What to do: Every line in the records below between the one holding "fn from(def: &HierarchicalTypeDefinition)" and the one holding "fn category_document(category: TypeCategory)", inclusive, is to be set down exactly; all other lines are to be left out.

Input material:
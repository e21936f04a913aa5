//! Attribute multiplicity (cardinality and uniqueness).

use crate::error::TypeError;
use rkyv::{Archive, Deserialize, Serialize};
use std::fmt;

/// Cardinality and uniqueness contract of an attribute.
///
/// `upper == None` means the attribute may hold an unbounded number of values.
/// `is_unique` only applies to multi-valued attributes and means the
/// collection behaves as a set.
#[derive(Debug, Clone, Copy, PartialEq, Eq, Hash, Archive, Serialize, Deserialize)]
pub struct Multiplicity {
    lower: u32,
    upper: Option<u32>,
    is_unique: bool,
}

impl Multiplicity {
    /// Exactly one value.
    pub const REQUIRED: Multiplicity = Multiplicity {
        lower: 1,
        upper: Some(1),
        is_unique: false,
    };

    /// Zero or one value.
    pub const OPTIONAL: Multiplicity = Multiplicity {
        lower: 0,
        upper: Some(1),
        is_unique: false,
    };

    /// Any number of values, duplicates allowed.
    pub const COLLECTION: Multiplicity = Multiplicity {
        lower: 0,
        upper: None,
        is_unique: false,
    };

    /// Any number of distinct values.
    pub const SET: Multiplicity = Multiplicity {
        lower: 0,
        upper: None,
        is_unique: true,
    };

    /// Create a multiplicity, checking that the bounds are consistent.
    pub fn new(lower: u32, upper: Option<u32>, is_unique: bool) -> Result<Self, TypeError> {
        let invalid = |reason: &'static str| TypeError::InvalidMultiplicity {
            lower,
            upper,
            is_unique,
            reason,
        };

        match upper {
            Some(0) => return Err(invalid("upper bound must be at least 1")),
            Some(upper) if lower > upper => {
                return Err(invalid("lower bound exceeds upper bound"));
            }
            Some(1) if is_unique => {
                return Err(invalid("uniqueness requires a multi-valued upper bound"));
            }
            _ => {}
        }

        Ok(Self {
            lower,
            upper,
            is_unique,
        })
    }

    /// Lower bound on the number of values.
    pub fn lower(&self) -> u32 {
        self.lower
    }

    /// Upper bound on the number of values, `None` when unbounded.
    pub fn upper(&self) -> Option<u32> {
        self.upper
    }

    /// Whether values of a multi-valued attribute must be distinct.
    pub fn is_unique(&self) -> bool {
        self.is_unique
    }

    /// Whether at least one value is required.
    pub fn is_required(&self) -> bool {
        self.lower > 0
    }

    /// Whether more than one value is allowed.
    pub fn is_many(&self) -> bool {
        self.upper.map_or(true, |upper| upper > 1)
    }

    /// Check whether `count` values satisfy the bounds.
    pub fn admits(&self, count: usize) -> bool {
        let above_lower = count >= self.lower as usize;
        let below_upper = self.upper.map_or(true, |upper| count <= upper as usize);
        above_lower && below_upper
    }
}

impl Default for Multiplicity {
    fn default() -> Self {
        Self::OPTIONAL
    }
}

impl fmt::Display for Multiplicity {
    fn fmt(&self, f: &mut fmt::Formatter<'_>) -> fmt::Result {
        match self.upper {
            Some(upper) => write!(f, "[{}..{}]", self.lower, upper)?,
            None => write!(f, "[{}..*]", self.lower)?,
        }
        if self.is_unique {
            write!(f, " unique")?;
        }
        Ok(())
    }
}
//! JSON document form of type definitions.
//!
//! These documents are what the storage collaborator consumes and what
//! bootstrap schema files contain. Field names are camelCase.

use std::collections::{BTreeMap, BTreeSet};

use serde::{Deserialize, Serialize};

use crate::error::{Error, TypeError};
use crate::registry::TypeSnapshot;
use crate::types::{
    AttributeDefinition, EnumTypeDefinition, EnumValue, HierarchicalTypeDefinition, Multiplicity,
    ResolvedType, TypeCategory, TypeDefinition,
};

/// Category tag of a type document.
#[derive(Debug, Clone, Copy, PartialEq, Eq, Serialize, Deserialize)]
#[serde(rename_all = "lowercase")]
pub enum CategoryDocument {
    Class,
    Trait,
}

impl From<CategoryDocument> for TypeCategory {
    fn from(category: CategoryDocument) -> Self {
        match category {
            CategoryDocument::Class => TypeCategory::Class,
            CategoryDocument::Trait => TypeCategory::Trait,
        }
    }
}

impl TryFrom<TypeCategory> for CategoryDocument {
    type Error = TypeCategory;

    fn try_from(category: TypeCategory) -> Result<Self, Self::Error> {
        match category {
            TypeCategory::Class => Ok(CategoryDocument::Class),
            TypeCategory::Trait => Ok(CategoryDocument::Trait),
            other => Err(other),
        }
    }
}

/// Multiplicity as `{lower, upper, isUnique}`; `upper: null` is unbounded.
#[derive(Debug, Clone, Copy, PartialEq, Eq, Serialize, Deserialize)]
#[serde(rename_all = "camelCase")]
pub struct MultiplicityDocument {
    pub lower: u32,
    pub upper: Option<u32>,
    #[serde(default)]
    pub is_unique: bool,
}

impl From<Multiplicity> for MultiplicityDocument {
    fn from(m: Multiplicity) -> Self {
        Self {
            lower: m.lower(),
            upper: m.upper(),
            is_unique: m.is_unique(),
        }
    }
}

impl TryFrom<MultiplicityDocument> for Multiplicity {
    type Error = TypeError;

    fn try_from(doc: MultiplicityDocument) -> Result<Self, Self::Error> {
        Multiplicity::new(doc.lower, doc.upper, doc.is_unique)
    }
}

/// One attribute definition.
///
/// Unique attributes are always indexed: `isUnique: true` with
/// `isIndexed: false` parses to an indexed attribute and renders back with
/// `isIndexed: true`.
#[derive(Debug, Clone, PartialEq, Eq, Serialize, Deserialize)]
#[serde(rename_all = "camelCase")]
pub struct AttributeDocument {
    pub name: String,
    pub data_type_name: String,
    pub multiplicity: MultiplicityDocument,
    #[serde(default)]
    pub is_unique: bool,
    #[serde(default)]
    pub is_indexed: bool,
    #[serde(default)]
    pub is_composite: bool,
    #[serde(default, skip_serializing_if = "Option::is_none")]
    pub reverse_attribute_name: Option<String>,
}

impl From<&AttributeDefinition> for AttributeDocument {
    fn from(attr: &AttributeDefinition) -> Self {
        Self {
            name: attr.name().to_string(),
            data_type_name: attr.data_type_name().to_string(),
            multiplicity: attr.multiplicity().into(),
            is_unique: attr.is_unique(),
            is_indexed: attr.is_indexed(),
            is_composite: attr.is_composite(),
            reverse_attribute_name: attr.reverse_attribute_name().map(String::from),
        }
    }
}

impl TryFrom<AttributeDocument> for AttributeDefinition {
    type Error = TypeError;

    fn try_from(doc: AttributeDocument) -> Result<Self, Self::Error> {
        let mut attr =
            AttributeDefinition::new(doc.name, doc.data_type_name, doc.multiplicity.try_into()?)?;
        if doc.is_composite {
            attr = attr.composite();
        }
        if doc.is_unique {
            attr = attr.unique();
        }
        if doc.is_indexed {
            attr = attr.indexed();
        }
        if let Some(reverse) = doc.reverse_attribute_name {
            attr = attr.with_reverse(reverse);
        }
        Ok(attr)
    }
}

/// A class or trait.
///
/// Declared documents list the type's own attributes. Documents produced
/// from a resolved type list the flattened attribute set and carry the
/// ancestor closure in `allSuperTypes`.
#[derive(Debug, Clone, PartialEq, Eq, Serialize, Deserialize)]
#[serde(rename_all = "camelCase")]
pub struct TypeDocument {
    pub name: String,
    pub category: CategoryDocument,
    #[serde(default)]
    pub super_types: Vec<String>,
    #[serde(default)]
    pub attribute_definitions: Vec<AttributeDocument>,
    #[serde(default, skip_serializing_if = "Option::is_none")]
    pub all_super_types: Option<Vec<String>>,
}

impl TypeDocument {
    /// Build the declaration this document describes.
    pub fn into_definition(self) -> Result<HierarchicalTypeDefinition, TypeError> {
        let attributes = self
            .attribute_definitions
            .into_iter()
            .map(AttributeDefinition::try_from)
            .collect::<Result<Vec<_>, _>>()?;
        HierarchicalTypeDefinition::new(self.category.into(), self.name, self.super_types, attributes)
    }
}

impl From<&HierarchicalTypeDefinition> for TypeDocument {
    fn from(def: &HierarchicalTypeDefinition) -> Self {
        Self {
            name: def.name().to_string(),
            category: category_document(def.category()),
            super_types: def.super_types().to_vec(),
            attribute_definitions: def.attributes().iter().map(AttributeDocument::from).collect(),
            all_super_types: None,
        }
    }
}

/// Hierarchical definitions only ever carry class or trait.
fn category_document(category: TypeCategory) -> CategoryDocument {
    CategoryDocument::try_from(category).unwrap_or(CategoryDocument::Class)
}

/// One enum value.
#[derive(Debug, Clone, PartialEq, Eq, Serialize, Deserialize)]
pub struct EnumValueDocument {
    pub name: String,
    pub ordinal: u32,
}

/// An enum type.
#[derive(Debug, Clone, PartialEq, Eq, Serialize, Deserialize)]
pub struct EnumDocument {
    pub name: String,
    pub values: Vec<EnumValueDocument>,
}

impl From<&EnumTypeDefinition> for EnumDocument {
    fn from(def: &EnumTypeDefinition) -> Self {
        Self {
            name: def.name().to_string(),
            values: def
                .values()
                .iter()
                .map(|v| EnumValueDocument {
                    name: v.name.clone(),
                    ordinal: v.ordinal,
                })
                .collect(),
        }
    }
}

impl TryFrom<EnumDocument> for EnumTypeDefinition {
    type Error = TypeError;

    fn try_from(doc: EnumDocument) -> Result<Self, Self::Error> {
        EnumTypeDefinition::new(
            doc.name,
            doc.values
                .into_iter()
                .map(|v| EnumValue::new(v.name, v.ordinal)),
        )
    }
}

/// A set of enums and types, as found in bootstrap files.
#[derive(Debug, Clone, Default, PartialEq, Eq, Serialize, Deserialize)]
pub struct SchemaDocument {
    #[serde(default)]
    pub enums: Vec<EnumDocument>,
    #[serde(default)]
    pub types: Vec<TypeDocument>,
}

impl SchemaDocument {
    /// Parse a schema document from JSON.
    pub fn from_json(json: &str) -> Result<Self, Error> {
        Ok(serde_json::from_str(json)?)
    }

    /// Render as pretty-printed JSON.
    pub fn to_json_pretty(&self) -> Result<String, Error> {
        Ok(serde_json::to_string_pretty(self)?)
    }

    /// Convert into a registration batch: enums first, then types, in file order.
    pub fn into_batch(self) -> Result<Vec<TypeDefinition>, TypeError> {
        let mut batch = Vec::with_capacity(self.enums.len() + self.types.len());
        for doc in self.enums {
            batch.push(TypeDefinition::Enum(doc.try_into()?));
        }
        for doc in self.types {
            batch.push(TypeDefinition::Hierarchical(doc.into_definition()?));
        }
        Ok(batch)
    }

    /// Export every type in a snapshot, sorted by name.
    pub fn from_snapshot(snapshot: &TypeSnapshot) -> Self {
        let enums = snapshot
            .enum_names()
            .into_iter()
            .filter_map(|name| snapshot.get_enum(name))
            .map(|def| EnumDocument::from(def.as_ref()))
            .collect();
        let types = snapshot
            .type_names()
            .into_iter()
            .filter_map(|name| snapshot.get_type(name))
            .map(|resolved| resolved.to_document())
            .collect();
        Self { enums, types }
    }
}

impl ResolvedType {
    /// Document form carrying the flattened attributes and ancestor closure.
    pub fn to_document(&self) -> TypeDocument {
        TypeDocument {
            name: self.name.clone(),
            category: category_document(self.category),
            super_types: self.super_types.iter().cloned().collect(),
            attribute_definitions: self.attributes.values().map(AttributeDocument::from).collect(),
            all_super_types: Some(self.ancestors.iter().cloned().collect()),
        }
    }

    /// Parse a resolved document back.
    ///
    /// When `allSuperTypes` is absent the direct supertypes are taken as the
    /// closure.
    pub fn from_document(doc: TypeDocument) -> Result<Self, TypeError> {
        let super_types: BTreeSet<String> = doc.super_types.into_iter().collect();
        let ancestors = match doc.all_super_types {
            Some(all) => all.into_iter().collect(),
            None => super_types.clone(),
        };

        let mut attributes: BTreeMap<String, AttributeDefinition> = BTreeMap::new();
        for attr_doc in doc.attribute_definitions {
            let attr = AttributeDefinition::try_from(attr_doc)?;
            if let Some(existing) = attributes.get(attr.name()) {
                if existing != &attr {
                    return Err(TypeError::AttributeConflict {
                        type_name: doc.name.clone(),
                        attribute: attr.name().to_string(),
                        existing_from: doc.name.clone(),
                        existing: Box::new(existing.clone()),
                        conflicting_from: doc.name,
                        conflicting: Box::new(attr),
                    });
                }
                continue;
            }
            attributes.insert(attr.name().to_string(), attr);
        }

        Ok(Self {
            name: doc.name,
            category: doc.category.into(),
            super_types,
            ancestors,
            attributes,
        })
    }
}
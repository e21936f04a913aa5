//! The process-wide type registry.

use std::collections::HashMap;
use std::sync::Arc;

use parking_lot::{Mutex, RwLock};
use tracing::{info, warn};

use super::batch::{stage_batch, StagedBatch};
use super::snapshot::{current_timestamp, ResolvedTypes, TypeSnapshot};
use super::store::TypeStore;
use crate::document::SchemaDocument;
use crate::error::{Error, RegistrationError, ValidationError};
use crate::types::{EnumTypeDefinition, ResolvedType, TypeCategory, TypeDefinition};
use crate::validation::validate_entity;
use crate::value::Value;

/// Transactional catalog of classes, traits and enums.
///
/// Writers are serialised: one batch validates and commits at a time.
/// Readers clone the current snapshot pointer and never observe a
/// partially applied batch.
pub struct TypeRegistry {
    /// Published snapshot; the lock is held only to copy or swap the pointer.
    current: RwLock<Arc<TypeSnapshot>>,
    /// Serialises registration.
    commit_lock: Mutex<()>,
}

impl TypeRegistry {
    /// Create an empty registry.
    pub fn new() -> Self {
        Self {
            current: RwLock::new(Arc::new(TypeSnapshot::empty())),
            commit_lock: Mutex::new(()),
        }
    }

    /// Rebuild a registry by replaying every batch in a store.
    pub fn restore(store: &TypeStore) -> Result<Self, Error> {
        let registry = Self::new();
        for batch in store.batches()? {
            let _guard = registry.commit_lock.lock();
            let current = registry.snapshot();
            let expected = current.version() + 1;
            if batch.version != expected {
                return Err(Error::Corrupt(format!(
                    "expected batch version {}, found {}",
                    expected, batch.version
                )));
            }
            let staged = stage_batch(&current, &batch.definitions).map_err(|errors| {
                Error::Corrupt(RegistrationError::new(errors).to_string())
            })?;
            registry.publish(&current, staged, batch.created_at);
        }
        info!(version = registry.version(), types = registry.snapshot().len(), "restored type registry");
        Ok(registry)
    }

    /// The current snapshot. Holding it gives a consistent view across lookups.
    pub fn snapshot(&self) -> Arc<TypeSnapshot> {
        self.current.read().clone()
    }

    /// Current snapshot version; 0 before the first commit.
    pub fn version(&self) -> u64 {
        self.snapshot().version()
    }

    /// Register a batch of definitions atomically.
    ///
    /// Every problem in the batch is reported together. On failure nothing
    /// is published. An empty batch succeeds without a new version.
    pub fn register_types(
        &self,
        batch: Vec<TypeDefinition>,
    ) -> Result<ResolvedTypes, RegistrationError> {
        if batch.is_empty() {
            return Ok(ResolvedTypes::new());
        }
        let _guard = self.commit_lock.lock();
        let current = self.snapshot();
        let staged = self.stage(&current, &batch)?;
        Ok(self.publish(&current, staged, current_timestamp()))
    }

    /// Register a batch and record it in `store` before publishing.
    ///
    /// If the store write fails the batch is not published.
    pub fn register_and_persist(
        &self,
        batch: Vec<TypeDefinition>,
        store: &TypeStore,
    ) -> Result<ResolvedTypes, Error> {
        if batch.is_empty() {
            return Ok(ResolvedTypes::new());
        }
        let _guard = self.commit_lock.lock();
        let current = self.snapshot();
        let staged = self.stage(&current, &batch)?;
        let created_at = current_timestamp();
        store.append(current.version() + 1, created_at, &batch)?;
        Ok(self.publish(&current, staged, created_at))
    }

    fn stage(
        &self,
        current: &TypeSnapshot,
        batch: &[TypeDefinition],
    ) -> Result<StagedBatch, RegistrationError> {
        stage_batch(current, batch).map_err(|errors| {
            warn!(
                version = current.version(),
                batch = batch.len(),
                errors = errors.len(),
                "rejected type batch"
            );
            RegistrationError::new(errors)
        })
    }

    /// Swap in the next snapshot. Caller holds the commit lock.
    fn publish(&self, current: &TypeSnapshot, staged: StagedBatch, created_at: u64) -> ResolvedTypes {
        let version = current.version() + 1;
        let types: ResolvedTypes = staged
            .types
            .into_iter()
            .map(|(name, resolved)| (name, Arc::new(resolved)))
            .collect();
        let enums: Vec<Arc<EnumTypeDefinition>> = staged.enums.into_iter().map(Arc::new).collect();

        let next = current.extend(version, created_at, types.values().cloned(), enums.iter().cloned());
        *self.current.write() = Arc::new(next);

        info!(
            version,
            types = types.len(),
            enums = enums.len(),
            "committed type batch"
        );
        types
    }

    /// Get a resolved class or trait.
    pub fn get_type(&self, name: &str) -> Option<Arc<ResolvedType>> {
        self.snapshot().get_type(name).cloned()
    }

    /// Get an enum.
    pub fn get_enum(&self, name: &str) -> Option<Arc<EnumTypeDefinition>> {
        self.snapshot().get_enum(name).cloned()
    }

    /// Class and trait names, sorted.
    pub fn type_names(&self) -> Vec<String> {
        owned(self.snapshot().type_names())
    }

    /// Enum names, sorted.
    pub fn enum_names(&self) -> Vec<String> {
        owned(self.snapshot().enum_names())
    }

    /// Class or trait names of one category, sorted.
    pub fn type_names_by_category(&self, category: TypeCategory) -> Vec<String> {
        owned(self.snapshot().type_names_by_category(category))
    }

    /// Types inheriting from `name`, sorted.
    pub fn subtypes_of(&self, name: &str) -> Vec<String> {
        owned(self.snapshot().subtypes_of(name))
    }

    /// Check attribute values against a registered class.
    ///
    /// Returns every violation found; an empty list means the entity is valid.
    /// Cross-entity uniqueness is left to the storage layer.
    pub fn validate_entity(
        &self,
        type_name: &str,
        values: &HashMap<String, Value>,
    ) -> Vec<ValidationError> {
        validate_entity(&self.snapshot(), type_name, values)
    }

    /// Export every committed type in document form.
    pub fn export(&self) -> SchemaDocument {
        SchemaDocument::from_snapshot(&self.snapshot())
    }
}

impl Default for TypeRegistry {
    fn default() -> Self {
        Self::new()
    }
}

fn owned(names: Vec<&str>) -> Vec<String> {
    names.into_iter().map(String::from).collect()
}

Your solution:
    fn from(def: &HierarchicalTypeDefinition) -> Self {
        Self {
            name: def.name().to_string(),
            category: category_document(def.category()),
            super_types: def.super_types().to_vec(),
            attribute_definitions: def.attributes().iter().map(AttributeDocument::from).collect(),
            all_super_types: None,
        }
    }
}

/// Hierarchical definitions only ever carry class or trait.
fn category_document(category: TypeCategory) -> CategoryDocument {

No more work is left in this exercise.